Ddx60, an interferon-inducible cytoplasmic helicase, is involved in multiple biological processes. It plays a role in antiviral innate immune responses, such as being a sentinel for RIG-I activation and viral RNA degradation, and is also associated with various signaling pathways like the AKT-GSK3β-STAT3 pathway, NF-κB/IFI27 axis [1,6]. It is of great biological importance as it impacts immune responses, cell proliferation, migration, and invasion, thus having implications for cancer and autoimmune diseases.

In cancer research, loss-of-function studies in various models have provided insights. In colorectal cancer, oncogenic KRAS down-regulates Ddx60, accelerating dsRNA degradation and impairing the IFN response, while overexpressing Ddx60 reactivates IFN signaling and increases sensitivity to immune checkpoint inhibition therapy [1]. In head and neck squamous cell carcinoma, Ddx60 promotes cell migration and invasion through the NF-κB/IFI27 signaling pathway [3]. In pancreatic cancer, Ddx60 is upregulated, promoting cell proliferation, migration, and invasion, and is related to poor prognosis and immune resistance [5]. In glioma, Ddx60 is upregulated and has prognostic value, being associated with the inflammatory and immune response [4]. In breast cancer, low expression of Ddx60 might associate with radiosensitivity [7]. In the context of exercise hypertrophic preconditioning, silencing of circ-Ddx60 (derived from Ddx60) attenuated the antihypertrophic effect in mice [2].

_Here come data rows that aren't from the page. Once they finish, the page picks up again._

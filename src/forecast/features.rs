//! Feature construction for the forecasting models.
//!
//! Every feature of row `i` is computed from the calendar date of `i` and the
//! values strictly *before* `i`, so the same function serves both training and
//! recursive forecasting (where the "previous values" include predictions).

use chrono::{Datelike, NaiveDate};

/// Lags (in samples) fed to the regression.
pub const LAGS: [usize; 5] = [1, 2, 3, 6, 12];

/// Trailing-mean windows (in samples), excluding the current value.
pub const WINDOWS: [usize; 3] = [3, 6, 12];

/// Samples of history needed before the first complete feature row.
pub const MIN_HISTORY: usize = 12;

pub const N_FEATURES: usize = 3 + LAGS.len() + WINDOWS.len();

pub const FEATURE_NAMES: [&str; N_FEATURES] = [
    "month",
    "year",
    "linear_trend",
    "lag_1",
    "lag_2",
    "lag_3",
    "lag_6",
    "lag_12",
    "mean_prev_3",
    "mean_prev_6",
    "mean_prev_12",
];

/// Position of `linear_trend` in a feature vector.
pub const TREND_FEATURE: usize = 2;
/// Position of `lag_1` in a feature vector.
pub const LAG1_FEATURE: usize = 3;

pub type Features = [f64; N_FEATURES];

/// One supervised example: features of row `index` and its observed value.
#[derive(Debug, Clone, Copy, PartialEq)]
pub struct FeatureRow {
    pub index: usize,
    pub date: NaiveDate,
    pub features: Features,
    pub target: f64,
}

/// Features for position `index` dated `date`, using `history[..index]`.
///
/// `None` when fewer than [`MIN_HISTORY`] previous values exist.
pub fn features_at(history: &[f64], index: usize, date: NaiveDate) -> Option<Features> {
    if index < MIN_HISTORY || index > history.len() {
        return None;
    }
    let mut out = [0.0; N_FEATURES];
    out[0] = f64::from(date.month());
    out[1] = f64::from(date.year());
    out[TREND_FEATURE] = index as f64;
    for (slot, &lag) in LAGS.iter().enumerate() {
        out[LAG1_FEATURE + slot] = history[index - lag];
    }
    let base = LAG1_FEATURE + LAGS.len();
    for (slot, &w) in WINDOWS.iter().enumerate() {
        let window = &history[index - w..index];
        out[base + slot] = window.iter().sum::<f64>() / w as f64;
    }
    Some(out)
}

/// Build every complete feature row of a dated value sequence.
pub fn build_rows(dates: &[NaiveDate], values: &[f64]) -> Vec<FeatureRow> {
    (MIN_HISTORY..values.len().min(dates.len()))
        .filter_map(|index| {
            let features = features_at(values, index, dates[index])?;
            Some(FeatureRow {
                index,
                date: dates[index],
                features,
                target: values[index],
            })
        })
        .collect()
}

#[cfg(test)]
mod tests {
    use super::*;

    fn monthly_dates(n: usize) -> Vec<NaiveDate> {
        let start = NaiveDate::from_ymd_opt(2002, 4, 1).unwrap();
        (0..n)
            .map(|i| start.checked_add_months(chrono::Months::new(i as u32)).unwrap())
            .collect()
    }

    #[test]
    fn first_row_starts_after_full_history() {
        let values: Vec<f64> = (0..15).map(|i| i as f64).collect();
        let rows = build_rows(&monthly_dates(15), &values);
        assert_eq!(rows.len(), 3);
        assert_eq!(rows[0].index, 12);
        assert_eq!(rows[0].target, 12.0);
    }

    #[test]
    fn features_use_only_previous_values() {
        let values: Vec<f64> = (0..13).map(|i| i as f64).collect();
        let dates = monthly_dates(13);
        let f = features_at(&values, 12, dates[12]).unwrap();
        // 2002-04 + 12 months = 2003-04
        assert_eq!(f[0], 4.0);
        assert_eq!(f[1], 2003.0);
        assert_eq!(f[TREND_FEATURE], 12.0);
        assert_eq!(&f[LAG1_FEATURE..LAG1_FEATURE + 5], &[11.0, 10.0, 9.0, 6.0, 0.0]);
        // Means of [9,10,11], [6..=11], [0..=11].
        assert_eq!(&f[8..], &[10.0, 8.5, 5.5]);
    }

    #[test]
    fn insufficient_history_gives_none() {
        let values = [1.0; 5];
        let dates = monthly_dates(5);
        assert!(features_at(&values, 4, dates[4]).is_none());
        assert!(build_rows(&dates, &values).is_empty());
    }
}
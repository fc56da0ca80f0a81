//! ASCII plotting for terminal output.
//!
//! This is intentionally "dumb" (fixed-size grid), optimized for:
//! - quick visual sanity checks in a terminal
//! - deterministic output (helpful for golden tests)
//!
//! Plot elements:
//! - measured (historical) points: `o`
//! - estimated (spliced recent) points: `+`
//! - forecast path from the last observed point: `-` line

use chrono::NaiveDate;

use crate::domain::{PointKind, TimePoint};
use crate::forecast::ForecastPoint;

/// Render the combined series, optionally continued by a forecast.
pub fn render_ascii_plot(
    points: &[TimePoint],
    forecast: Option<&[ForecastPoint]>,
    width: usize,
    height: usize,
    unit: &str,
) -> String {
    let path: Vec<(f64, f64)> = match (forecast, points.last()) {
        (Some(f), Some(last)) if !f.is_empty() => std::iter::once((day(last.date), last.value))
            .chain(f.iter().map(|p| (day(p.date), p.value)))
            .collect(),
        _ => Vec::new(),
    };
    let dates = date_range(points, forecast);
    render_plot(points, &path, dates, width, height, unit)
}

fn render_plot(
    points: &[TimePoint],
    path: &[(f64, f64)],
    dates: Option<(NaiveDate, NaiveDate)>,
    width: usize,
    height: usize,
    unit: &str,
) -> String {
    let width = width.max(10);
    let height = height.max(5);

    let (d_min, d_max) = match dates {
        Some((a, b)) if b > a => (a, b),
        Some((a, _)) => (a, a.succ_opt().unwrap_or(a)),
        None => return "Plot: no data\n".to_string(),
    };
    let (t_min, t_max) = (day(d_min), day(d_max).max(day(d_min) + 1.0));

    let (y_min, y_max) = y_range(points, path).unwrap_or((0.0, 1.0));
    let (y_min, y_max) = pad_range(y_min, y_max, 0.05);

    let mut grid = vec![vec![' '; width]; height];

    // Forecast first so observed points overlay it.
    draw_path(&mut grid, path, t_min, t_max, y_min, y_max);

    for p in points {
        let x = map_x(day(p.date), t_min, t_max, width);
        let y = map_y(p.value, y_min, y_max, height);
        grid[y][x] = match p.kind {
            PointKind::Measured => 'o',
            PointKind::Estimated => '+',
        };
    }

    let mut out = String::new();
    out.push_str(&format!(
        "Plot: {d_min} .. {d_max} | y=[{y_min:.2}, {y_max:.2}] {unit}\n"
    ));

    for row in grid {
        out.push_str(&row.into_iter().collect::<String>());
        out.push('\n');
    }

    out
}

fn day(date: NaiveDate) -> f64 {
    f64::from(chrono::Datelike::num_days_from_ce(&date))
}

fn date_range(points: &[TimePoint], forecast: Option<&[ForecastPoint]>) -> Option<(NaiveDate, NaiveDate)> {
    let dates = points
        .iter()
        .map(|p| p.date)
        .chain(forecast.unwrap_or_default().iter().map(|p| p.date));
    let mut range: Option<(NaiveDate, NaiveDate)> = None;
    for d in dates {
        range = Some(match range {
            None => (d, d),
            Some((lo, hi)) => (lo.min(d), hi.max(d)),
        });
    }
    range
}

fn y_range(points: &[TimePoint], path: &[(f64, f64)]) -> Option<(f64, f64)> {
    let mut min_y = f64::INFINITY;
    let mut max_y = f64::NEG_INFINITY;

    for y in points.iter().map(|p| p.value).chain(path.iter().map(|&(_, y)| y)) {
        min_y = min_y.min(y);
        max_y = max_y.max(y);
    }

    if min_y.is_finite() && max_y.is_finite() && max_y > min_y {
        Some((min_y, max_y))
    } else if min_y.is_finite() && min_y == max_y {
        Some((min_y - 0.5, max_y + 0.5))
    } else {
        None
    }
}

fn pad_range(min: f64, max: f64, frac: f64) -> (f64, f64) {
    let span = (max - min).abs();
    let pad = (span * frac).max(1e-12);
    (min - pad, max + pad)
}

fn map_x(t: f64, t_min: f64, t_max: f64, width: usize) -> usize {
    let width = width.max(2);
    let u = ((t - t_min) / (t_max - t_min)).clamp(0.0, 1.0);
    (u * (width as f64 - 1.0)).round() as usize
}

fn map_y(y: f64, y_min: f64, y_max: f64, height: usize) -> usize {
    let height = height.max(2);
    let u = ((y - y_min) / (y_max - y_min)).clamp(0.0, 1.0);
    // y=top is max -> row 0
    (height as f64 - 1.0 - (u * (height as f64 - 1.0))).round() as usize
}

fn draw_path(grid: &mut [Vec<char>], path: &[(f64, f64)], t_min: f64, t_max: f64, y_min: f64, y_max: f64) {
    if path.len() < 2 {
        return;
    }
    let height = grid.len();
    let width = grid[0].len();

    let mut prev = None;
    for &(t, y) in path {
        let x = map_x(t, t_min, t_max, width);
        let yy = map_y(y, y_min, y_max, height);
        if let Some((x0, y0)) = prev {
            draw_line(grid, x0, y0, x, yy, '-');
        } else {
            grid[yy][x] = '-';
        }
        prev = Some((x, yy));
    }
}

/// Integer line drawing (Bresenham-ish).
fn draw_line(grid: &mut [Vec<char>], x0: usize, y0: usize, x1: usize, y1: usize, ch: char) {
    let mut x0 = x0 as isize;
    let mut y0 = y0 as isize;
    let x1 = x1 as isize;
    let y1 = y1 as isize;

    let dx = (x1 - x0).abs();
    let sx = if x0 < x1 { 1 } else { -1 };
    let dy = -(y1 - y0).abs();
    let sy = if y0 < y1 { 1 } else { -1 };
    let mut err = dx + dy;

    loop {
        if y0 >= 0
            && (y0 as usize) < grid.len()
            && x0 >= 0
            && (x0 as usize) < grid[0].len()
            && grid[y0 as usize][x0 as usize] == ' '
        {
            grid[y0 as usize][x0 as usize] = ch;
        }

        if x0 == x1 && y0 == y1 {
            break;
        }
        let e2 = 2 * err;
        if e2 >= dy {
            err += dy;
            x0 += sx;
        }
        if e2 <= dx {
            err += dx;
            y0 += sy;
        }
    }
}
//! Descriptive statistics for a single series: overall summary, annual means,
//! year-over-year changes and the monthly climatology (seasonal cycle).

use std::collections::BTreeMap;

use chrono::{Datelike, NaiveDate};
use serde::{Deserialize, Serialize};

use crate::domain::{Series, TimePoint};
use crate::math::stats::{mean, min_max, sample_std};

#[derive(Debug, Clone, PartialEq, Serialize, Deserialize)]
pub struct SeriesSummary {
    pub n_points: usize,
    pub start: NaiveDate,
    pub end: NaiveDate,
    pub mean: f64,
    /// Sample standard deviation; `None` for a single point.
    pub std: Option<f64>,
    pub min: f64,
    pub max: f64,
    /// Last value minus first value.
    pub total_change: f64,
}

#[derive(Debug, Clone, Copy, PartialEq, Serialize, Deserialize)]
pub struct YearValue {
    pub year: i32,
    pub value: f64,
}

#[derive(Debug, Clone, Copy, PartialEq, Serialize, Deserialize)]
pub struct MonthStats {
    pub month: u32,
    pub n_points: usize,
    pub mean: f64,
    pub std: Option<f64>,
}

/// `None` only for an empty series.
pub fn summarize(series: &Series) -> Option<SeriesSummary> {
    let values: Vec<f64> = series.values().collect();
    let (min, max) = min_max(&values)?;
    let first = series.first()?;
    let last = series.last()?;
    Some(SeriesSummary {
        n_points: values.len(),
        start: first.date,
        end: last.date,
        mean: mean(&values)?,
        std: sample_std(&values),
        min,
        max,
        total_change: last.value - first.value,
    })
}

/// Mean value per calendar year, ascending by year.
///
/// Takes bare points so it also applies to a combined series.
pub fn annual_means(points: &[TimePoint]) -> Vec<YearValue> {
    let mut by_year: BTreeMap<i32, Vec<f64>> = BTreeMap::new();
    for p in points {
        by_year.entry(p.date.year()).or_default().push(p.value);
    }
    by_year
        .into_iter()
        .filter_map(|(year, values)| Some(YearValue { year, value: mean(&values)? }))
        .collect()
}

/// Difference between consecutive annual means, labelled with the later year.
///
/// Years missing from the record are not bridged: the change is always against
/// the previous year *present* in `annual`.
pub fn year_over_year(annual: &[YearValue]) -> Vec<YearValue> {
    annual
        .windows(2)
        .map(|w| YearValue {
            year: w[1].year,
            value: w[1].value - w[0].value,
        })
        .collect()
}

/// Mean/std of all values falling in each calendar month (1–12), months with no
/// data omitted.
pub fn monthly_climatology(series: &Series) -> Vec<MonthStats> {
    let mut by_month: BTreeMap<u32, Vec<f64>> = BTreeMap::new();
    for p in series.points() {
        by_month.entry(p.date.month()).or_default().push(p.value);
    }
    by_month
        .into_iter()
        .filter_map(|(month, values)| {
            Some(MonthStats {
                month,
                n_points: values.len(),
                mean: mean(&values)?,
                std: sample_std(&values),
            })
        })
        .collect()
}

#[cfg(test)]
mod tests {
    use super::*;
    use crate::domain::Source;

    fn d(y: i32, m: u32) -> NaiveDate {
        NaiveDate::from_ymd_opt(y, m, 1).unwrap()
    }

    fn series() -> Series {
        Series::from_pairs(
            Source::Recent,
            &[
                (d(2018, 1), 200.0),
                (d(2018, 7), 210.0),
                (d(2019, 1), 190.0),
                (d(2019, 7), 194.0),
                (d(2021, 1), 180.0),
            ],
        )
        .unwrap()
    }

    #[test]
    fn summary_covers_range_and_change() {
        let s = summarize(&series()).unwrap();
        assert_eq!(s.n_points, 5);
        assert_eq!((s.start, s.end), (d(2018, 1), d(2021, 1)));
        assert_eq!(s.mean, 194.8);
        assert_eq!((s.min, s.max), (180.0, 210.0));
        assert_eq!(s.total_change, -20.0);
        assert!(s.std.unwrap() > 0.0);
    }

    #[test]
    fn annual_and_year_over_year() {
        let annual = annual_means(series().points());
        assert_eq!(
            annual,
            vec![
                YearValue { year: 2018, value: 205.0 },
                YearValue { year: 2019, value: 192.0 },
                YearValue { year: 2021, value: 180.0 },
            ]
        );
        let yoy = year_over_year(&annual);
        assert_eq!(
            yoy,
            vec![
                YearValue { year: 2019, value: -13.0 },
                YearValue { year: 2021, value: -12.0 },
            ]
        );
    }

    #[test]
    fn climatology_groups_by_month() {
        let clim = monthly_climatology(&series());
        assert_eq!(clim.len(), 2);
        assert_eq!(clim[0].month, 1);
        assert_eq!(clim[0].n_points, 3);
        assert!((clim[0].mean - 190.0).abs() < 1e-12);
        assert_eq!(clim[1].month, 7);
        assert_eq!(clim[1].mean, 202.0);
    }
}
//! Read/write the JSON run report.
//!
//! The run report is the portable record of one pipeline run:
//! - per-series load stats, summary, trend and its reading
//! - the baseline and splice parameters actually used (including defaults)
//! - caveats raised by the splice
//! - the combined series with provenance
//! - the optional forecast
//!
//! It carries no timestamps, so identical inputs give identical bytes.

use std::fs::File;
use std::io::Write;
use std::path::Path;

use serde::{Deserialize, Serialize};

use crate::analysis::{MonthStats, SeriesSummary, TrendInterpretation, YearValue};
use crate::domain::{Baseline, SamplingCadence, SpliceCaveat, SpliceParams, TimePoint, TrendResult};
use crate::error::AppError;
use crate::forecast::ForecastReport;

#[derive(Debug, Clone, PartialEq, Serialize, Deserialize)]
pub struct SeriesReport {
    pub unit: String,
    pub rows_read: usize,
    pub rows_dropped: usize,
    pub duplicate_dates: usize,
    pub summary: SeriesSummary,
    pub trend: TrendResult,
    pub interpretation: TrendInterpretation,
    /// Change between consecutive annual means.
    #[serde(default)]
    pub year_over_year: Vec<YearValue>,
    /// Per-calendar-month climatology.
    #[serde(default)]
    pub seasonal: Vec<MonthStats>,
}

#[derive(Debug, Clone, PartialEq, Serialize, Deserialize)]
pub struct RunReport {
    pub tool: String,
    pub cadence: SamplingCadence,
    pub historical: SeriesReport,
    pub recent: SeriesReport,
    pub baseline: Baseline,
    pub splice: SpliceParams,
    #[serde(default)]
    pub caveats: Vec<SpliceCaveat>,
    /// Trend of the spliced recent portion, in historical units.
    pub recent_trend_converted: TrendResult,
    /// Annual means of the combined series.
    pub annual_means: Vec<YearValue>,
    pub combined: Vec<TimePoint>,
    #[serde(default)]
    pub forecast: Option<ForecastReport>,
}

/// Write a run report JSON file.
pub fn write_report_json(path: &Path, report: &RunReport) -> Result<(), AppError> {
    let file = File::create(path)
        .map_err(|e| AppError::new(2, format!("Failed to create report JSON '{}': {e}", path.display())))?;
    write_report(file, report)
}

pub(crate) fn write_report<W: Write>(mut out: W, report: &RunReport) -> Result<(), AppError> {
    serde_json::to_writer_pretty(&mut out, report)
        .map_err(|e| AppError::new(2, format!("Failed to write report JSON: {e}")))?;
    out.write_all(b"\n")
        .map_err(|e| AppError::new(2, format!("Failed to write report JSON: {e}")))?;
    Ok(())
}

/// Read a run report JSON file.
pub fn read_report_json(path: &Path) -> Result<RunReport, AppError> {
    let file = File::open(path)
        .map_err(|e| AppError::new(2, format!("Failed to open report JSON '{}': {e}", path.display())))?;
    let report: RunReport =
        serde_json::from_reader(file).map_err(|e| AppError::new(2, format!("Invalid report JSON: {e}")))?;
    Ok(report)
}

In conclusion, Ddx60 is crucial in antiviral immunity and has significant impacts on multiple diseases, especially cancers. Studies using gene knockout or other loss-of-function models have revealed its role in regulating immune responses, cell behaviors, and disease progression, providing potential therapeutic targets for various diseases including cancer and autoimmune disorders.